ギルドマスターとララミスの種 その7
エヒムの指示にしたがって森をすすむイバラーク一行。
その道中、アキータは薬草類の採集に勤しみ、イバラークは襲い掛かるモンスターを追い払っていた。
「なんで仕留めないのよ!? アイツの角、いい薬になるのに!」
「うるへー! 俺の勝手じゃ!!」
「あの~、いい加減うるさいです・・・・・・」
モンスターがうようよしている森のダンジョンで大声を出して歩いているので、次から次へとモンスターが寄ってくる。
熟練のハンターならこの十分の一の遭遇率で済んでいるだろう。
あまり人が入らない上級者向けのダンジョンなので、動植物もモンスターも鉱物も何もかもが豊富だ。
特にモンスター。
イバラークとアキータがうるさくしながら移動してくれるおかげで、もう森の全ての種類のモンスターと出会ったんじゃないかというくらいに様々なモンスターに遭遇した。
来るもの拒まず去るもの追わずといった具合にイバラークはさばいていった。
慣れてしまったのか、アキータもエヒムですらもモンスターと遭遇しても平気で探索をし続けるようになった。
エヒムは目的のララミスの種以外の種も採集し、一部の植物は根ごと掘り起こして採集した。もちろん大きな木は採集できないが、イバラークからしたら雑草に見える持ち運びが容易なものを中心に採集している。
アキータは薬草のほか、動物やモンスターの死骸からも採集している。さすがに鉱物は重量の問題で採集していない。しかし、その顔を見るともったいないという思いがあるのが見て取れる。
「アキータ、ララミスの種を採集したら帰りは持てる範囲で採っていってもいいからな」
「そのつもりよ」
顔に出ていたのが恥ずかしかったのか、アキータは顔を背けた。
エヒムは微笑む。
何かとケンカばかりしているが、イバラークはちゃんとアキータの事もよく見ている。
農業はできないが、ギルドマスターとしての能力はちゃんと持っているのだとエヒムは思う。
もちろん農業ギルドのギルドマスターなのだから農業に詳しいほうが良いが、農業に詳しい事がギルドマスターの条件ではない。

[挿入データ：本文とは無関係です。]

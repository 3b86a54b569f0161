//! In-memory fakes of the service traits, shared by unit tests.

use std::collections::{HashMap, VecDeque};
use std::sync::{Arc, Mutex};

use async_trait::async_trait;
use serde_json::{Map, Value, json};

use crate::config::{AppConfig, CompletionParameters, JiraSettings, LoggingSettings, OpenAiSettings};
use crate::context::AppContext;
use crate::domain::comment::Comment;
use crate::domain::fields::{FieldCatalog, ResolvedFields};
use crate::domain::ticket::Transition;
use crate::error::{AppError, AppResult};
use crate::logging::IntentLog;
use crate::services::{
    IssueReader, IssueRecord, IssueTracker, IssueWriter, LanguageModelService, ResponseFormat,
};

pub const AUTOMATION_ACCOUNT: &str = "spo-automation";
pub const BODY_FIELD_ID: &str = "customfield_10400";

pub fn test_config(dryrun: bool) -> AppConfig {
    AppConfig {
        jira: JiraSettings {
            host: "https://jira.example.com".to_string(),
            username: AUTOMATION_ACCOUNT.to_string(),
            password: "secret".to_string(),
            dryrun,
        },
        openai: OpenAiSettings {
            key: "sk-test".to_string(),
            endpoint: "https://openai.example.com".to_string(),
            deployment: "gpt-4".to_string(),
            api_version: "2023-12-01-preview".to_string(),
            completion: CompletionParameters::default(),
        },
        logging: LoggingSettings::default(),
        source: "config.toml".into(),
    }
}

/// Context wired to a fake tracker and a scripted model. The fake serves reads
/// and records writes regardless of `dryrun`; only the facade's mode changes.
pub fn test_context<I, S>(
    dryrun: bool,
    responses: I,
) -> (AppContext, Arc<FakeTracker>, Arc<ScriptedModel>)
where
    I: IntoIterator<Item = S>,
    S: Into<String>,
{
    let fake = FakeTracker::new();
    let model = ScriptedModel::new(responses);
    let tracker = Arc::new(IssueTracker::new(fake.clone(), fake.clone(), dryrun));
    let ctx = AppContext::new(test_config(dryrun), tracker, model.clone());
    (ctx, fake, model)
}

#[derive(Debug, Clone, PartialEq)]
pub enum WriteCall {
    AddComment { key: String, body: String },
    UpdateComment { key: String, id: String, body: String },
    Assign { key: String, assignee: Option<String> },
    Transition { key: String, id: String, fields: Map<String, Value>, comment: Option<String> },
    UpdateFields { key: String, fields: Map<String, Value> },
}

#[derive(Default)]
struct FakeTrackerState {
    issues: HashMap<String, IssueRecord>,
    comments: HashMap<(String, String), Comment>,
    search_results: Vec<String>,
    transitions: Vec<Transition>,
    writes: Vec<WriteCall>,
    fail_writes: bool,
}

/// Serves issues from memory and records every write.
#[derive(Default)]
pub struct FakeTracker {
    state: Mutex<FakeTrackerState>,
}

impl FakeTracker {
    pub fn new() -> Arc<Self> {
        Arc::new(Self::default())
    }

    pub fn insert_issue(&self, key: &str, body: &str, labels: &[&str], assignee: Option<&str>) {
        let mut fields = Map::new();
        fields.insert(BODY_FIELD_ID.to_string(), json!(body));
        fields.insert("labels".to_string(), json!(labels));
        fields.insert(
            "assignee".to_string(),
            assignee.map_or(Value::Null, |name| json!({ "name": name })),
        );
        let record = IssueRecord {
            key: key.to_string(),
            id: format!("1{}", self.state.lock().unwrap().issues.len()),
            fields,
        };
        let mut state = self.state.lock().unwrap();
        state.search_results.push(key.to_string());
        state.issues.insert(key.to_string(), record);
    }

    pub fn insert_comment(&self, key: &str, comment: Comment) {
        self.state
            .lock()
            .unwrap()
            .comments
            .insert((key.to_string(), comment.id.clone()), comment);
    }

    pub fn set_transitions(&self, transitions: Vec<Transition>) {
        self.state.lock().unwrap().transitions = transitions;
    }

    pub fn fail_writes(&self) {
        self.state.lock().unwrap().fail_writes = true;
    }

    pub fn writes(&self) -> Vec<WriteCall> {
        self.state.lock().unwrap().writes.clone()
    }

    pub fn comments_for(&self, key: &str) -> Vec<String> {
        self.writes()
            .into_iter()
            .filter_map(|call| match call {
                WriteCall::AddComment { key: k, body } if k == key => Some(body),
                _ => None,
            })
            .collect()
    }

    fn record(&self, call: WriteCall) -> AppResult<()> {
        let mut state = self.state.lock().unwrap();
        if state.fail_writes {
            return Err(AppError::IssueTracker("write rejected".to_string()));
        }
        state.writes.push(call);
        Ok(())
    }
}

#[async_trait]
impl IssueReader for FakeTracker {
    async fn get_issue(&self, key: &str) -> AppResult<IssueRecord> {
        self.state
            .lock()
            .unwrap()
            .issues
            .get(key)
            .cloned()
            .ok_or_else(|| AppError::NotFound(format!("issue {key}")))
    }

    async fn get_comment(&self, issue_key: &str, comment_id: &str) -> AppResult<Comment> {
        self.state
            .lock()
            .unwrap()
            .comments
            .get(&(issue_key.to_string(), comment_id.to_string()))
            .cloned()
            .ok_or_else(|| AppError::NotFound(format!("comment {comment_id} on {issue_key}")))
    }

    async fn search(&self, _jql: &str, max_results: usize) -> AppResult<Vec<String>> {
        let state = self.state.lock().unwrap();
        Ok(state.search_results.iter().take(max_results).cloned().collect())
    }

    async fn transitions(&self, _issue_key: &str) -> AppResult<Vec<Transition>> {
        Ok(self.state.lock().unwrap().transitions.clone())
    }

    async fn field_catalog(&self) -> AppResult<FieldCatalog> {
        Ok(FieldCatalog::new([
            ("labels".to_string(), "Labels".to_string()),
            (BODY_FIELD_ID.to_string(), "SPO: E-mail Body".to_string()),
            ("customfield_10600".to_string(), "SPO: Resolution Notes".to_string()),
        ]))
    }
}

#[async_trait]
impl IssueWriter for FakeTracker {
    async fn add_comment(&self, issue_key: &str, body: &str) -> AppResult<Comment> {
        self.record(WriteCall::AddComment {
            key: issue_key.to_string(),
            body: body.to_string(),
        })?;
        let mut comment = Comment::placeholder(body);
        comment.id = "20001".to_string();
        Ok(comment)
    }

    async fn update_comment(
        &self,
        issue_key: &str,
        comment_id: &str,
        body: &str,
    ) -> AppResult<Comment> {
        self.record(WriteCall::UpdateComment {
            key: issue_key.to_string(),
            id: comment_id.to_string(),
            body: body.to_string(),
        })?;
        let mut comment = Comment::placeholder(body);
        comment.id = comment_id.to_string();
        Ok(comment)
    }

    async fn assign(&self, issue_key: &str, assignee: Option<&str>) -> AppResult<()> {
        self.record(WriteCall::Assign {
            key: issue_key.to_string(),
            assignee: assignee.map(str::to_string),
        })
    }

    async fn transition(
        &self,
        issue_key: &str,
        transition: &Transition,
        fields: &ResolvedFields,
        comment: Option<&str>,
    ) -> AppResult<()> {
        self.record(WriteCall::Transition {
            key: issue_key.to_string(),
            id: transition.id.clone(),
            fields: fields.by_id(),
            comment: comment.map(str::to_string),
        })
    }

    async fn update_fields(&self, issue_key: &str, fields: &ResolvedFields) -> AppResult<()> {
        self.record(WriteCall::UpdateFields {
            key: issue_key.to_string(),
            fields: fields.by_id(),
        })
    }
}

#[derive(Debug, Clone, PartialEq)]
pub struct CompletionCall {
    pub system_prompt: String,
    pub message: String,
    pub format: ResponseFormat,
}

/// Replies with queued responses in order; errors once the queue runs dry.
#[derive(Default)]
pub struct ScriptedModel {
    responses: Mutex<VecDeque<String>>,
    calls: Mutex<Vec<CompletionCall>>,
}

impl ScriptedModel {
    pub fn new<I, S>(responses: I) -> Arc<Self>
    where
        I: IntoIterator<Item = S>,
        S: Into<String>,
    {
        Arc::new(Self {
            responses: Mutex::new(responses.into_iter().map(Into::into).collect()),
            calls: Mutex::new(Vec::new()),
        })
    }

    pub fn calls(&self) -> Vec<CompletionCall> {
        self.calls.lock().unwrap().clone()
    }
}

#[async_trait]
impl LanguageModelService for ScriptedModel {
    async fn complete(
        &self,
        system_prompt: &str,
        message: &str,
        format: ResponseFormat,
    ) -> AppResult<String> {
        self.calls.lock().unwrap().push(CompletionCall {
            system_prompt: system_prompt.to_string(),
            message: message.to_string(),
            format,
        });
        self.responses
            .lock()
            .unwrap()
            .pop_front()
            .ok_or_else(|| AppError::LanguageModel("no scripted response left".to_string()))
    }
}

/// Collects intents instead of emitting tracing events.
#[derive(Default)]
pub struct CapturedIntents {
    entries: Mutex<Vec<(String, String)>>,
}

impl CapturedIntents {
    pub fn new() -> Arc<Self> {
        Arc::new(Self::default())
    }

    pub fn messages(&self) -> Vec<String> {
        self.entries
            .lock()
            .unwrap()
            .iter()
            .map(|(_, message)| message.clone())
            .collect()
    }

    pub fn keys(&self) -> Vec<String> {
        self.entries
            .lock()
            .unwrap()
            .iter()
            .map(|(key, _)| key.clone())
            .collect()
    }
}

impl IntentLog for CapturedIntents {
    fn info(&self, issue_key: &str, message: &str) {
        self.entries
            .lock()
            .unwrap()
            .push((issue_key.to_string(), message.to_string()));
    }

    fn detail(&self, issue_key: &str, message: &str) {
        self.info(issue_key, message);
    }
}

ギルド員が仕事をしやすくする。それがギルドマスターの仕事である。
その点、イバラークは十分にその職務を全うしているとエヒムは思うのだ。
ギルド員が何を考えているのか、何に困っているのか、何を求めているのか。
イバラークはそれをよく見ている。
そして、それにイバラークはちゃんと応えているのだ。
土地を与え、家を与え、技術を与え、仕事を与えた。
それらはギルド員に夢と希望というチャンスを与えている。
エヒムは『長男に生まれなかった』だけで、『自分の土地と力で農業を営む未来』を与えられなかった。
それでもエヒムは夢見た。
だから彼は家と『飼われて生きる未来』を捨てた。
与えられないのなら、自分で手に入れるしかない。
不安だった。
『飼われて生きる未来』は『生きられる未来』だった。
それを捨てたのだから、『生きられる未来』以外の未来がごろごろと転がっていた。
『いつ死ぬともわからない未来』は十歳の子どもには恐怖以外の何者でもない。
だからイバラークに出会ったあの日、本当に救われたと思った。
このチャンスを絶対に手放すものかと思った。
自分を見出してくれたイバラークのためにも。
イバラークに農業の知識がないのなら、自分がその分を埋めればいいとエヒムは思う。
イバラークがイバラークでいてくれればそれで。
「エヒムぅー、助けてくれよ~。魔女がいじめるんだ」
「いい大人が十歳児に助けを求めてるんじゃないわよ。いいから、あなたは私にいじめられて悦んでなさいよ」
「・・・・・・」
イバラークがエヒムの背に隠れてアキータを指さしている。
口ではアキータにかなわないのだろう。
とうとうエヒムに泣きついてきた。
「・・・・・・さぁ、頑張って見つけましょうね! ララミスの種!」
「ちょっ、エヒム!? なんでアキータに俺をさしだす!? ・・・・・・あ、らめぇ!!」
無言のままアキータはイバラークの鼻の穴に、先ほど拾った物体Xを詰め込む。
臭いが強烈だったのか、イバラークは連続でえずいた。
「・・・・・・あれですね」
涙目のイバラークを無視して、エヒムは森の一角を指さした。
その先には白い花が群生していた。